== DATASET EXCERPTS

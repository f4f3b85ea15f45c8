use axum::{Json, http::StatusCode, response::IntoResponse};
use engine::EngineError;

use api_types::{SyncWarning, WithWarnings};
use serde::Serialize;
pub use server::{router, run_with_listener};

mod activities;
mod ledger;
mod payroll;
mod project_entries;
mod projects;
mod server;

pub enum ServerError {
    Engine(EngineError),
    Generic(String),
}

#[derive(Serialize)]
struct Error {
    error: String,
}

fn status_for_engine_error(err: &EngineError) -> StatusCode {
    match err {
        EngineError::Validation(_) => StatusCode::UNPROCESSABLE_ENTITY,
        EngineError::KeyNotFound(_) => StatusCode::NOT_FOUND,
        EngineError::Recalculation(_) | EngineError::Database(_) => {
            StatusCode::INTERNAL_SERVER_ERROR
        }
    }
}

fn message_for_engine_error(err: EngineError) -> String {
    match err {
        EngineError::Database(db_err) => {
            tracing::error!("database error: {db_err}");
            "internal server error".to_string()
        }
        EngineError::Recalculation(msg) => {
            tracing::error!("salary recalculation failed: {msg}");
            format!("Recalculation failed: {msg}")
        }
        other => other.to_string(),
    }
}

impl IntoResponse for ServerError {
    fn into_response(self) -> axum::response::Response {
        let (status, error) = match self {
            ServerError::Engine(err) => (status_for_engine_error(&err), message_for_engine_error(err)),
            ServerError::Generic(err) => (StatusCode::BAD_REQUEST, err),
        };

        (status, Json(Error { error })).into_response()
    }
}

impl From<EngineError> for ServerError {
    fn from(value: EngineError) -> Self {
        Self::Engine(value)
    }
}

/// Wraps the value of a synced write together with its ledger warnings.
fn with_warnings<T, U>(synced: engine::Synced<T>, map: impl FnOnce(T) -> U) -> WithWarnings<U> {
    let warnings = synced
        .warnings
        .into_iter()
        .map(|warning| SyncWarning {
            action: warning.action.as_str().to_string(),
            message: warning.message,
        })
        .collect();
    WithWarnings {
        data: map(synced.value),
        warnings,
    }
}

#[cfg(test)]
mod tests {
    use super::*;

    #[test]
    fn engine_validation_maps_to_422() {
        let res = ServerError::from(EngineError::Validation("x".to_string())).into_response();
        assert_eq!(res.status(), StatusCode::UNPROCESSABLE_ENTITY);
    }

    #[test]
    fn engine_not_found_maps_to_404() {
        let res = ServerError::from(EngineError::KeyNotFound("x".to_string())).into_response();
        assert_eq!(res.status(), StatusCode::NOT_FOUND);
    }

    #[test]
    fn engine_recalculation_maps_to_500() {
        let res = ServerError::from(EngineError::Recalculation("x".to_string())).into_response();
        assert_eq!(res.status(), StatusCode::INTERNAL_SERVER_ERROR);
    }

    #[test]
    fn database_error_message_is_generic() {
        let err = EngineError::Database(sea_orm::DbErr::Custom("disk on fire".to_string()));
        assert_eq!(status_for_engine_error(&err), StatusCode::INTERNAL_SERVER_ERROR);
        assert_eq!(message_for_engine_error(err), "internal server error");
    }

    #[test]
    fn generic_maps_to_400() {
        let res = ServerError::Generic("bad".to_string()).into_response();
        assert_eq!(res.status(), StatusCode::BAD_REQUEST);
    }
}
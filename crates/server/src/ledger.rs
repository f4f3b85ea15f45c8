//! Ledger API endpoints

use api_types::{
    WithWarnings,
    ledger::{
        LedgerEntryNew, LedgerEntryView, LedgerKind as ApiKind, LedgerQuery,
        LedgerSource as ApiSource, LedgerStatus as ApiStatus, LedgerTotals, MonthlyComparison,
    },
};
use axum::{
    Json,
    extract::{Path, Query, State},
};
use engine::{LedgerCategory, LedgerEntryCmd, LedgerFilter, Money};
use uuid::Uuid;

use crate::{ServerError, server::ServerState, with_warnings};

fn map_kind(kind: engine::LedgerKind) -> ApiKind {
    match kind {
        engine::LedgerKind::Income => ApiKind::Income,
        engine::LedgerKind::Expense => ApiKind::Expense,
    }
}

fn kind_from_api(kind: ApiKind) -> engine::LedgerKind {
    match kind {
        ApiKind::Income => engine::LedgerKind::Income,
        ApiKind::Expense => engine::LedgerKind::Expense,
    }
}

fn map_status(status: engine::LedgerStatus) -> ApiStatus {
    match status {
        engine::LedgerStatus::Paid => ApiStatus::Paid,
        engine::LedgerStatus::Unpaid => ApiStatus::Unpaid,
    }
}

fn status_from_api(status: ApiStatus) -> engine::LedgerStatus {
    match status {
        ApiStatus::Paid => engine::LedgerStatus::Paid,
        ApiStatus::Unpaid => engine::LedgerStatus::Unpaid,
    }
}

fn map_source(source: engine::LedgerSource) -> ApiSource {
    match source {
        engine::LedgerSource::Manual => ApiSource::Manual,
        engine::LedgerSource::Project => ApiSource::Project,
    }
}

fn map_entry(entry: engine::LedgerEntry) -> LedgerEntryView {
    LedgerEntryView {
        id: entry.id,
        date: entry.date,
        unit_count: entry.unit_count,
        price_per_unit_minor: entry.price_per_unit.minor(),
        amount_minor: entry.amount.minor(),
        note: entry.note,
        kind: map_kind(entry.kind),
        category: entry.category,
        status: map_status(entry.status),
        project_id: entry.project_id,
        project_income_id: entry.project_income_id,
        project_expense_id: entry.project_expense_id,
        source: map_source(entry.source),
    }
}

fn cmd_from_payload(payload: LedgerEntryNew) -> LedgerEntryCmd {
    let mut cmd = LedgerEntryCmd::new(
        payload.date,
        kind_from_api(payload.kind),
        payload.category,
        payload.unit_count,
        Money::new(payload.price_per_unit_minor),
    )
    .status(payload.status.map_or(engine::LedgerStatus::Paid, status_from_api));
    if let Some(note) = payload.note {
        cmd = cmd.note(note);
    }
    if let Some(project_id) = payload.project_id {
        cmd = cmd.project_id(project_id);
    }
    cmd
}

fn filter_from_query(query: LedgerQuery) -> Result<LedgerFilter, ServerError> {
    let mut filter = LedgerFilter::default()
        .dates(query.from, query.to)
        .amounts(
            query.min_amount_minor.map(Money::new),
            query.max_amount_minor.map(Money::new),
        );
    if let Some(kind) = query.kind {
        filter = filter.kind(kind_from_api(kind));
    }
    if let Some(category) = query.category {
        let category = LedgerCategory::try_from(category.as_str())
            .map_err(|err| ServerError::Generic(err.to_string()))?;
        filter = filter.category(category);
    }
    if let Some(status) = query.status {
        filter = filter.status(status_from_api(status));
    }
    if let Some(project_id) = query.project_id {
        filter = filter.project_id(project_id);
    }
    Ok(filter)
}

/// Handle requests for listing ledger entries
pub async fn list(
    State(state): State<ServerState>,
    Query(query): Query<LedgerQuery>,
) -> Result<Json<Vec<LedgerEntryView>>, ServerError> {
    let filter = filter_from_query(query)?;
    let entries = state.engine.list_ledger_entries(&filter).await?;
    Ok(Json(entries.into_iter().map(map_entry).collect()))
}

/// Handle requests for creating a manual ledger entry
pub async fn create(
    State(state): State<ServerState>,
    Json(payload): Json<LedgerEntryNew>,
) -> Result<Json<LedgerEntryView>, ServerError> {
    let entry = state
        .engine
        .create_ledger_entry(cmd_from_payload(payload))
        .await?;
    Ok(Json(map_entry(entry)))
}

pub async fn get(
    State(state): State<ServerState>,
    Path(id): Path<Uuid>,
) -> Result<Json<LedgerEntryView>, ServerError> {
    let entry = state.engine.ledger_entry(id).await?;
    Ok(Json(map_entry(entry)))
}

/// Handle requests for replacing a ledger entry
pub async fn update(
    State(state): State<ServerState>,
    Path(id): Path<Uuid>,
    Json(payload): Json<LedgerEntryNew>,
) -> Result<Json<WithWarnings<LedgerEntryView>>, ServerError> {
    let synced = state
        .engine
        .update_ledger_entry(id, cmd_from_payload(payload))
        .await?;
    Ok(Json(with_warnings(synced, map_entry)))
}

pub async fn delete(
    State(state): State<ServerState>,
    Path(id): Path<Uuid>,
) -> Result<Json<WithWarnings<()>>, ServerError> {
    let synced = state.engine.delete_ledger_entry(id).await?;
    Ok(Json(with_warnings(synced, |()| ())))
}

pub async fn totals(State(state): State<ServerState>) -> Result<Json<LedgerTotals>, ServerError> {
    let totals = state.engine.ledger_totals().await?;
    Ok(Json(LedgerTotals {
        income_minor: totals.income.minor(),
        expense_minor: totals.expense.minor(),
        balance_minor: totals.balance().minor(),
    }))
}

/// Handle requests for the month by month income/expense comparison
pub async fn monthly(
    State(state): State<ServerState>,
) -> Result<Json<Vec<MonthlyComparison>>, ServerError> {
    let months = state.engine.monthly_comparison().await?;
    Ok(Json(
        months
            .into_iter()
            .map(|month| MonthlyComparison {
                month: month.month,
                income_minor: month.income.minor(),
                expense_minor: month.expense.minor(),
            })
            .collect(),
    ))
}
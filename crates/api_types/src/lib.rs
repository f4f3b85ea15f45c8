use chrono::{DateTime, NaiveDate, Utc};
use serde::{Deserialize, Serialize};
use uuid::Uuid;

/// A ledger sync step that failed while the primary write was kept.
#[derive(Clone, Debug, PartialEq, Eq, Serialize, Deserialize)]
pub struct SyncWarning {
    /// Which sync step failed, e.g. `create_mirror` or `revert_source`.
    pub action: String,
    pub message: String,
}

/// Envelope of mutations that may touch the ledger as a side effect.
///
/// `warnings` is empty when every sync step succeeded.
#[derive(Debug, Serialize, Deserialize)]
pub struct WithWarnings<T> {
    pub data: T,
    pub warnings: Vec<SyncWarning>,
}

pub mod ledger {
    use super::*;

    #[derive(Clone, Copy, Debug, PartialEq, Eq, Serialize, Deserialize)]
    #[serde(rename_all = "snake_case")]
    pub enum LedgerKind {
        Income,
        Expense,
    }

    #[derive(Clone, Copy, Debug, PartialEq, Eq, Serialize, Deserialize)]
    pub enum LedgerStatus {
        Paid,
        Unpaid,
    }

    /// Who wrote a ledger row.
    #[derive(Clone, Copy, Debug, PartialEq, Eq, Serialize, Deserialize)]
    #[serde(rename_all = "snake_case")]
    pub enum LedgerSource {
        Manual,
        Project,
    }

    /// Request body for creating or replacing a ledger entry.
    ///
    /// The amount is always `unit_count * price_per_unit_minor`, computed by
    /// the server.
    #[derive(Debug, Serialize, Deserialize)]
    pub struct LedgerEntryNew {
        pub date: NaiveDate,
        pub unit_count: i32,
        pub price_per_unit_minor: i64,
        pub note: Option<String>,
        pub kind: LedgerKind,
        /// One of `Barang`, `Jasa`, `Sewa Alat Berat`, `Gaji`, `Uang Makan`,
        /// `Kasbon`, `Other`, or a project category.
        pub category: String,
        /// Defaults to `Paid`.
        pub status: Option<LedgerStatus>,
        pub project_id: Option<Uuid>,
    }

    #[derive(Debug, Serialize, Deserialize)]
    pub struct LedgerEntryView {
        pub id: Uuid,
        pub date: NaiveDate,
        pub unit_count: i32,
        pub price_per_unit_minor: i64,
        pub amount_minor: i64,
        pub note: String,
        pub kind: LedgerKind,
        pub category: String,
        pub status: LedgerStatus,
        pub project_id: Option<Uuid>,
        pub project_income_id: Option<Uuid>,
        pub project_expense_id: Option<Uuid>,
        pub source: LedgerSource,
    }

    /// Query string of `GET /ledger`. Every field narrows the result.
    #[derive(Debug, Default, Serialize, Deserialize)]
    pub struct LedgerQuery {
        pub kind: Option<LedgerKind>,
        pub category: Option<String>,
        pub status: Option<LedgerStatus>,
        pub from: Option<NaiveDate>,
        pub to: Option<NaiveDate>,
        pub min_amount_minor: Option<i64>,
        pub max_amount_minor: Option<i64>,
        pub project_id: Option<Uuid>,
    }

    #[derive(Debug, Serialize, Deserialize)]
    pub struct LedgerTotals {
        pub income_minor: i64,
        pub expense_minor: i64,
        pub balance_minor: i64,
    }

    #[derive(Debug, Serialize, Deserialize)]
    pub struct MonthlyComparison {
        /// `YYYY-MM`.
        pub month: String,
        pub income_minor: i64,
        pub expense_minor: i64,
    }
}

pub mod project {
    use super::*;

    #[derive(Clone, Copy, Debug, PartialEq, Eq, Serialize, Deserialize)]
    pub enum IncomeStatus {
        Received,
        Pending,
        Planned,
    }

    #[derive(Clone, Copy, Debug, PartialEq, Eq, Serialize, Deserialize)]
    pub enum ExpenseStatus {
        Paid,
        Unpaid,
        Pending,
    }

    #[derive(Debug, Serialize, Deserialize)]
    pub struct ProjectNew {
        pub name: String,
        pub description: Option<String>,
        pub status: Option<String>,
        pub start_date: Option<NaiveDate>,
        pub end_date: Option<NaiveDate>,
        pub total_revenue_minor: i64,
        pub amount_paid_minor: Option<i64>,
        pub unit_price_minor: Option<i64>,
        pub total_volume: Option<f64>,
        pub unit: Option<String>,
    }

    #[derive(Debug, Serialize, Deserialize)]
    pub struct ProjectView {
        pub id: Uuid,
        pub name: String,
        pub description: String,
        pub status: String,
        pub start_date: Option<NaiveDate>,
        pub end_date: Option<NaiveDate>,
        pub total_revenue_minor: i64,
        pub amount_paid_minor: i64,
        pub unit_price_minor: i64,
        pub total_volume: f64,
        pub unit: String,
    }

    /// Request body for creating a project income or expense.
    #[derive(Debug, Serialize, Deserialize)]
    pub struct EntryNew<S> {
        pub date: NaiveDate,
        pub category: String,
        pub description: Option<String>,
        pub amount_minor: i64,
        pub status: S,
    }

    /// Partial update of a project income or expense.
    ///
    /// Absent or empty fields are left untouched; `amount_minor` only applies
    /// when positive.
    #[derive(Debug, Serialize, Deserialize)]
    pub struct EntryUpdate<S> {
        pub date: Option<NaiveDate>,
        pub category: Option<String>,
        pub description: Option<String>,
        pub amount_minor: Option<i64>,
        pub status: Option<S>,
    }

    #[derive(Debug, Serialize, Deserialize)]
    pub struct EntryView<S> {
        pub id: Uuid,
        pub project_id: Uuid,
        pub date: NaiveDate,
        pub category: String,
        pub description: String,
        pub amount_minor: i64,
        pub status: S,
        /// Ledger row mirroring this record, if any.
        pub finance_id: Option<Uuid>,
        pub created_at: DateTime<Utc>,
        pub updated_at: DateTime<Utc>,
    }

    pub type IncomeNew = EntryNew<IncomeStatus>;
    pub type IncomeUpdate = EntryUpdate<IncomeStatus>;
    pub type IncomeView = EntryView<IncomeStatus>;
    pub type ExpenseNew = EntryNew<ExpenseStatus>;
    pub type ExpenseUpdate = EntryUpdate<ExpenseStatus>;
    pub type ExpenseView = EntryView<ExpenseStatus>;
}

pub mod summary {
    use super::*;

    #[derive(Debug, Serialize, Deserialize)]
    pub struct CategoryTotal {
        pub category: String,
        pub total_minor: i64,
        pub count: u32,
    }

    #[derive(Debug, Serialize, Deserialize)]
    pub struct ProjectSummary {
        pub project_id: Uuid,
        pub project_name: String,
        pub total_revenue_minor: i64,
        pub total_income_minor: i64,
        pub income_received_minor: i64,
        pub income_pending_minor: i64,
        pub total_expenses_minor: i64,
        pub expenses_paid_minor: i64,
        pub expenses_unpaid_minor: i64,
        pub actual_profit_minor: i64,
        pub estimated_profit_minor: i64,
        /// Estimated profit as a percent of total revenue.
        pub profit_margin: f64,
        /// Percent of total revenue received.
        pub progress_percent: f64,
        pub income_by_category: Vec<CategoryTotal>,
        pub expenses_by_category: Vec<CategoryTotal>,
    }
}

pub mod payroll {
    use super::*;

    #[derive(Debug, Serialize, Deserialize)]
    pub struct MemberNew {
        pub full_name: String,
        pub role: Option<String>,
        pub active: Option<bool>,
    }

    #[derive(Debug, Serialize, Deserialize)]
    pub struct MemberView {
        pub id: Uuid,
        pub full_name: String,
        pub role: String,
        pub active: bool,
    }

    #[derive(Debug, Serialize, Deserialize)]
    pub struct SalaryNew {
        /// `"January 2025"` or `"Januari 2025"`.
        pub month: String,
        pub status: Option<String>,
        pub documents: Option<Vec<String>>,
    }

    #[derive(Debug, Default, Serialize, Deserialize)]
    pub struct SalaryUpdate {
        pub month: Option<String>,
        pub status: Option<String>,
        pub documents: Option<Vec<String>>,
    }

    /// Stored salary. The figures are derived by the server and read only.
    #[derive(Debug, Serialize, Deserialize)]
    pub struct SalaryView {
        pub id: Uuid,
        pub member_id: Uuid,
        pub month: String,
        pub status: String,
        pub documents: Vec<String>,
        pub gross_salary_minor: i64,
        pub loan_minor: i64,
        pub net_salary_minor: i64,
        pub created_at: DateTime<Utc>,
        pub updated_at: DateTime<Utc>,
    }

    #[derive(Debug, Serialize, Deserialize)]
    pub struct SalaryFigures {
        pub gross_salary_minor: i64,
        pub loan_minor: i64,
        pub net_salary_minor: i64,
    }

    #[derive(Debug, Serialize, Deserialize)]
    pub struct SalaryDetailNew {
        pub salary_id: Uuid,
        pub date: NaiveDate,
        pub hours: i32,
        pub rate_per_hour_minor: i64,
        pub note: Option<String>,
    }

    #[derive(Debug, Serialize, Deserialize)]
    pub struct SalaryDetailView {
        pub id: Uuid,
        pub salary_id: Uuid,
        pub date: NaiveDate,
        pub hours: i32,
        pub rate_per_hour_minor: i64,
        pub note: String,
    }

    #[derive(Debug, Serialize, Deserialize)]
    pub struct KasbonNew {
        pub salary_id: Uuid,
        pub date: NaiveDate,
        pub amount_minor: i64,
        pub note: Option<String>,
    }

    #[derive(Debug, Serialize, Deserialize)]
    pub struct KasbonView {
        pub id: Uuid,
        pub salary_id: Uuid,
        pub date: NaiveDate,
        pub amount_minor: i64,
        pub note: String,
    }
}

pub mod activity {
    use super::*;

    #[derive(Clone, Copy, Debug, PartialEq, Eq, Serialize, Deserialize)]
    #[serde(rename_all = "snake_case")]
    pub enum ActivityKind {
        Income,
        Expense,
        Member,
        Update,
    }

    #[derive(Debug, Default, Serialize, Deserialize)]
    pub struct ActivityQuery {
        /// Defaults to 20.
        pub limit: Option<u64>,
    }

    #[derive(Debug, Serialize, Deserialize)]
    pub struct ActivityView {
        pub id: Uuid,
        pub kind: ActivityKind,
        pub title: String,
        pub description: String,
        pub timestamp: DateTime<Utc>,
    }
}
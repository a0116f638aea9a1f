//! Line Command Decoder
//!
//! Drains the transport into the bounded input buffer and dispatches at most
//! one command per poll.

use crate::buffer::InputBuffer;
use crate::command::Command;
use crate::config::{DecoderConfig, OverflowPolicy};
use crate::device::{SensorConfig, StatusIndicator};
use crate::error::DecoderError;
use crate::reply::Reply;
use crate::transport::Transport;
use crate::TERMINATOR;
use serde::Serialize;
use tracing::{debug, info, warn};

/// Result of one poll
#[derive(Debug, Clone, PartialEq, Eq)]
pub enum PollOutcome {
    /// No complete line yet; partial input stays buffered
    Pending,
    /// A line was dispatched and the buffer cleared
    Dispatched(Command),
}

/// Counters kept across polls
#[derive(Debug, Clone, Copy, Default, PartialEq, Eq, Serialize)]
pub struct DecoderStats {
    /// Bytes stored in the buffer
    pub bytes_accepted: u64,
    /// Bytes read but refused because the buffer was full or resyncing
    pub overflow_bytes: u64,
    /// Bytes after the first terminator, dropped by the clear
    pub discarded_bytes: u64,
    /// Lines dispatched, including empty and unrecognized ones
    pub commands: u64,
    /// Lines answered with `Wrong command`
    pub unrecognized: u64,
}

/// Line command decoder
///
/// Owns the input buffer and the streaming flag. `poll` takes `&mut self`, so
/// the decoder cannot be re-entered; it is meant to be driven from a single
/// loop and must not be shared between execution contexts.
pub struct LineDecoder {
    /// Accumulated input
    buffer: InputBuffer,
    /// Configuration
    config: DecoderConfig,
    /// Streaming active flag
    streaming: bool,
    /// Skipping input through the next `\n` (resync policy)
    resyncing: bool,
    /// An overflow has been logged since the last clear
    overflow_logged: bool,
    /// Statistics
    stats: DecoderStats,
}

impl LineDecoder {
    /// Create a decoder from a validated config
    pub fn new(config: DecoderConfig) -> Result<Self, DecoderError> {
        config.validate()?;
        info!(
            "Creating line decoder: capacity {}, channels {:?}, overflow {:?}",
            config.capacity, config.channels, config.overflow_policy
        );
        Ok(Self {
            buffer: InputBuffer::new(config.capacity),
            config,
            streaming: false,
            resyncing: false,
            overflow_logged: false,
            stats: DecoderStats::default(),
        })
    }

    /// Drain available input and dispatch one complete line, if any
    pub fn poll<T, D>(
        &mut self,
        transport: &mut T,
        device: &mut D,
    ) -> Result<PollOutcome, DecoderError>
    where
        T: Transport,
        D: SensorConfig + StatusIndicator,
    {
        self.drain(transport);

        let Some(end) = self.buffer.find_terminator() else {
            return Ok(PollOutcome::Pending);
        };

        // Only a buffer holding exactly the terminator greets
        let command = if end == 0 && self.buffer.len() > TERMINATOR.len() {
            Command::Unrecognized(Vec::new())
        } else {
            Command::parse(&self.buffer.as_bytes()[..end])
        };
        let trailing = self.buffer.len() - end - TERMINATOR.len();
        let result = self.dispatch(&command, transport, device);

        if trailing > 0 {
            debug!("Discarding {} bytes after the first line", trailing);
            self.stats.discarded_bytes += trailing as u64;
        }
        self.clear();

        result.map(|()| PollOutcome::Dispatched(command))
    }

    /// Empty the buffer and leave any overflow or resync state
    pub fn clear(&mut self) {
        self.buffer.clear();
        self.resyncing = false;
        self.overflow_logged = false;
    }

    /// Whether streaming is active
    pub fn is_streaming(&self) -> bool {
        self.streaming
    }

    /// Accumulated input
    pub fn buffer(&self) -> &InputBuffer {
        &self.buffer
    }

    /// Statistics since creation
    pub fn stats(&self) -> DecoderStats {
        self.stats
    }

    /// Active configuration
    pub fn config(&self) -> &DecoderConfig {
        &self.config
    }

    fn drain<T: Transport>(&mut self, transport: &mut T) {
        let mut dropped: u64 = 0;

        while transport.available() > 0 {
            let Some(byte) = transport.read_byte() else {
                break;
            };

            if self.resyncing {
                dropped += 1;
                if byte == b'\n' {
                    debug!("Resynchronized on line feed");
                    self.resyncing = false;
                }
                continue;
            }

            if self.buffer.append(byte) {
                self.stats.bytes_accepted += 1;
                continue;
            }

            dropped += 1;
            if self.config.overflow_policy == OverflowPolicy::Resync
                && self.buffer.find_terminator().is_none()
            {
                warn!(
                    "Input buffer full ({} bytes) without terminator, resynchronizing",
                    self.buffer.capacity()
                );
                self.buffer.clear();
                self.resyncing = byte != b'\n';
            } else if !self.overflow_logged {
                warn!(
                    "Input buffer full ({} bytes), dropping input",
                    self.buffer.capacity()
                );
                self.overflow_logged = true;
            }
        }

        if dropped > 0 {
            self.stats.overflow_bytes += dropped;
            metrics::counter!("decoder_overflow_bytes_total").increment(dropped);
        }
    }

    fn dispatch<T, D>(
        &mut self,
        command: &Command,
        transport: &mut T,
        device: &mut D,
    ) -> Result<(), DecoderError>
    where
        T: Transport,
        D: SensorConfig + StatusIndicator,
    {
        debug!("Dispatching {:?}", command);
        self.stats.commands += 1;
        metrics::counter!("decoder_commands_total", "command" => command.name()).increment(1);

        let reply = match command {
            Command::Empty => Reply::Banner(self.config.banner.clone()),
            Command::SetSampleTime { ms } => {
                for &channel in &self.config.channels {
                    device.set_sample_time(channel, *ms);
                }
                Reply::Ok
            }
            Command::SetGain { level } => {
                for &channel in &self.config.channels {
                    device.set_gain(channel, *level);
                }
                Reply::GainSelected { level: *level }
            }
            Command::SetAdcConfig(selection) => {
                for &channel in &self.config.channels {
                    device.set_adc_config(channel, selection);
                }
                Reply::Ok
            }
            Command::Start => {
                info!("Streaming started");
                self.streaming = true;
                Reply::Started
            }
            Command::Stop => {
                info!("Streaming stopped");
                self.streaming = false;
                Reply::Stopped
            }
            Command::Identify => Reply::DeviceId(self.config.device_id.clone()),
            Command::Unrecognized(line) => {
                warn!("Unrecognized command: {:?}", String::from_utf8_lossy(line));
                self.stats.unrecognized += 1;
                Reply::WrongCommand(line.clone())
            }
        };

        let written = transport.write_line(&reply.to_wire());

        match command {
            Command::Start => device.set_active(true),
            Command::Stop => device.set_active(false),
            _ => {}
        }

        written
    }
}

impl Default for LineDecoder {
    fn default() -> Self {
        Self {
            buffer: InputBuffer::new(DecoderConfig::default().capacity),
            config: DecoderConfig::default(),
            streaming: false,
            resyncing: false,
            overflow_logged: false,
            stats: DecoderStats::default(),
        }
    }
}
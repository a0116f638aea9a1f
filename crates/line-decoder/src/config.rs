//! Decoder configuration

use crate::error::DecoderError;
use crate::limits::DEFAULT_CAPACITY;
use crate::TERMINATOR;
use serde::{Deserialize, Serialize};
use std::path::Path;

/// Environment variable prefix for overrides (e.g. `POCKETLOC_DEVICE_ID`)
const ENV_PREFIX: &str = "POCKETLOC";

/// What the drain does with bytes that no longer fit
#[derive(Debug, Clone, Copy, PartialEq, Eq, Default, Serialize, Deserialize)]
#[serde(rename_all = "lowercase")]
pub enum OverflowPolicy {
    /// Drop new bytes until the buffer is cleared
    #[default]
    Stall,
    /// Clear the buffer and skip input through the next `\n`
    Resync,
}

/// Decoder configuration
#[derive(Debug, Clone, PartialEq, Serialize, Deserialize)]
#[serde(default)]
pub struct DecoderConfig {
    /// Input buffer capacity (bytes)
    pub capacity: usize,

    /// Sensor channels that receive every configuration command
    pub channels: Vec<u8>,

    /// Reply to `ID`
    pub device_id: String,

    /// Reply to an empty line
    pub banner: String,

    /// Overflow handling
    pub overflow_policy: OverflowPolicy,
}

impl Default for DecoderConfig {
    fn default() -> Self {
        Self {
            capacity: DEFAULT_CAPACITY,
            channels: vec![0, 1],
            device_id: "PocketLoCSensor".to_string(),
            banner: "Greetings from Max! Have fun with the Pocket LoC v1.".to_string(),
            overflow_policy: OverflowPolicy::Stall,
        }
    }
}

impl DecoderConfig {
    /// Default config that recovers from overlong lines
    pub fn resync() -> Self {
        Self {
            overflow_policy: OverflowPolicy::Resync,
            ..Default::default()
        }
    }

    /// Load defaults, then an optional file, then `POCKETLOC_*` variables
    pub fn load(path: Option<&Path>) -> Result<Self, DecoderError> {
        let mut builder = config::Config::builder();
        if let Some(path) = path {
            builder = builder.add_source(config::File::from(path));
        }
        let config: DecoderConfig = builder
            .add_source(config::Environment::with_prefix(ENV_PREFIX).separator("__"))
            .build()?
            .try_deserialize()?;
        config.validate()?;
        Ok(config)
    }

    /// Parse a TOML document over the defaults
    pub fn from_toml_str(text: &str) -> Result<Self, DecoderError> {
        let config: DecoderConfig = config::Config::builder()
            .add_source(config::File::from_str(text, config::FileFormat::Toml))
            .build()?
            .try_deserialize()?;
        config.validate()?;
        Ok(config)
    }

    /// Check that the decoder can run with these values
    pub fn validate(&self) -> Result<(), DecoderError> {
        if self.capacity < TERMINATOR.len() {
            return Err(DecoderError::InvalidConfig(format!(
                "capacity {} cannot hold a terminator",
                self.capacity
            )));
        }
        if self.channels.is_empty() {
            return Err(DecoderError::InvalidConfig(
                "at least one sensor channel is required".to_string(),
            ));
        }
        let mut seen = self.channels.clone();
        seen.sort_unstable();
        seen.dedup();
        if seen.len() != self.channels.len() {
            return Err(DecoderError::InvalidConfig(format!(
                "duplicate sensor channels in {:?}",
                self.channels
            )));
        }
        for (name, value) in [("device_id", &self.device_id), ("banner", &self.banner)] {
            if value.contains(['\r', '\n']) {
                return Err(DecoderError::InvalidConfig(format!(
                    "{} must be a single line",
                    name
                )));
            }
        }
        Ok(())
    }
}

====

* [YOUR GOAL] Your answer should be each line from the preceding material in which the word "LedgerSource" occurs.

* [ANSWER TO THE PROBLEM]
        LedgerSource as ApiSource, LedgerStatus as ApiStatus, LedgerTotals, MonthlyComparison,
fn map_source(source: engine::LedgerSource) -> ApiSource {
        engine::LedgerSource::Manual => ApiSource::Manual,
        engine::LedgerSource::Project => ApiSource::Project,
    pub enum LedgerSource {
        pub source: LedgerSource,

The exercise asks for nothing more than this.